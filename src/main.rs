use keepalley::{
    config::{
        mail::MailConfig,
        session::{validate_production_config, SessionConfig},
        ServerConfig,
    },
    db, middleware, routes,
    services::create_email_service,
    AppState,
};

use axum::middleware as axum_middleware;
use std::net::SocketAddr;
use tower_http::{services::ServeDir, trace::TraceLayer};
use tower_sessions_sqlx_store::SqliteStore;
use tracing_subscriber::{layer::SubscriberExt, util::SubscriberInitExt};

#[tokio::main]
async fn main() -> Result<(), Box<dyn std::error::Error>> {
    // Load environment variables
    dotenvy::dotenv().ok();

    // Initialize tracing
    tracing_subscriber::registry()
        .with(
            tracing_subscriber::EnvFilter::try_from_default_env()
                .unwrap_or_else(|_| "keepalley=debug,tower_http=debug,axum::rejection=trace".into()),
        )
        .with(tracing_subscriber::fmt::layer())
        .init();

    // Refuse to start with an insecure production session setup
    validate_production_config()?;

    let server_config = ServerConfig::from_env()?;
    let mail_config = MailConfig::from_env()?;

    // Database connection
    let pool = db::create_pool().await?;
    sqlx::migrate!("./migrations").run(&pool).await?;

    let email_service = create_email_service(&mail_config);
    let app_state = AppState::build(pool.clone(), email_service);

    // Session store
    let session_store = SqliteStore::new(pool.clone()).with_table_name("sessions")?;
    session_store.migrate().await?;
    let session_layer = SessionConfig::from_env().create_layer(session_store);

    let app = routes::build_router(app_state)
        .nest_service("/static", ServeDir::new("static"))
        .layer(session_layer)
        .layer(axum_middleware::from_fn(middleware::add_security_headers))
        .layer(TraceLayer::new_for_http());

    let addr = SocketAddr::from((server_config.host.parse::<std::net::IpAddr>()?, server_config.port));
    tracing::info!("Server running on http://{}", addr);

    let listener = tokio::net::TcpListener::bind(addr).await?;
    axum::serve(listener, app).await?;

    Ok(())
}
****************************************
● **Exercise**:
Produce an identical printout of the material above.

● **Reply**:
filename src/main.rs
use keepalley::{
    config::{
        mail::MailConfig,
        session::{validate_production_config, SessionConfig},
        ServerConfig,
    },
    db, middleware, routes,
    services::create_email_service,
    AppState,
};

use axum::middleware as axum_middleware;
use std::net::SocketAddr;
use tower_http::{services::ServeDir, trace::TraceLayer};
use tower_sessions_sqlx_store::SqliteStore;
use tracing_subscriber::{layer::SubscriberExt, util::SubscriberInitExt};

#[tokio::main]
async fn main() -> Result<(), Box<dyn std::error::Error>> {
    // Load environment variables
    dotenvy::dotenv().ok();

    // Initialize tracing
    tracing_subscriber::registry()
        .with(
            tracing_subscriber::EnvFilter::try_from_default_env()
                .unwrap_or_else(|_| "keepalley=debug,tower_http=debug,axum::rejection=trace".into()),
        )
        .with(tracing_subscriber::fmt::layer())
        .init();

    // Refuse to start with an insecure production session setup
    validate_production_config()?;

    let server_config = ServerConfig::from_env()?;
    let mail_config = MailConfig::from_env()?;

    // Database connection
    let pool = db::create_pool().await?;
    sqlx::migrate!("./migrations").run(&pool).await?;

    let email_service = create_email_service(&mail_config);
    let app_state = AppState::build(pool.clone(), email_service);

    // Session store
    let session_store = SqliteStore::new(pool.clone()).with_table_name("sessions")?;
    session_store.migrate().await?;
    let session_layer = SessionConfig::from_env().create_layer(session_store);

    let app = routes::build_router(app_state)
        .nest_service("/static", ServeDir::new("static"))
        .layer(session_layer)
        .layer(axum_middleware::from_fn(middleware::add_security_headers))
        .layer(TraceLayer::new_for_http());

    let addr = SocketAddr::from((server_config.host.parse::<std::net::IpAddr>()?, server_config.port));
    tracing::info!("Server running on http://{}", addr);

    let listener = tokio::net::TcpListener::bind(addr).await?;
    axum::serve(listener, app).await?;

    Ok(())
}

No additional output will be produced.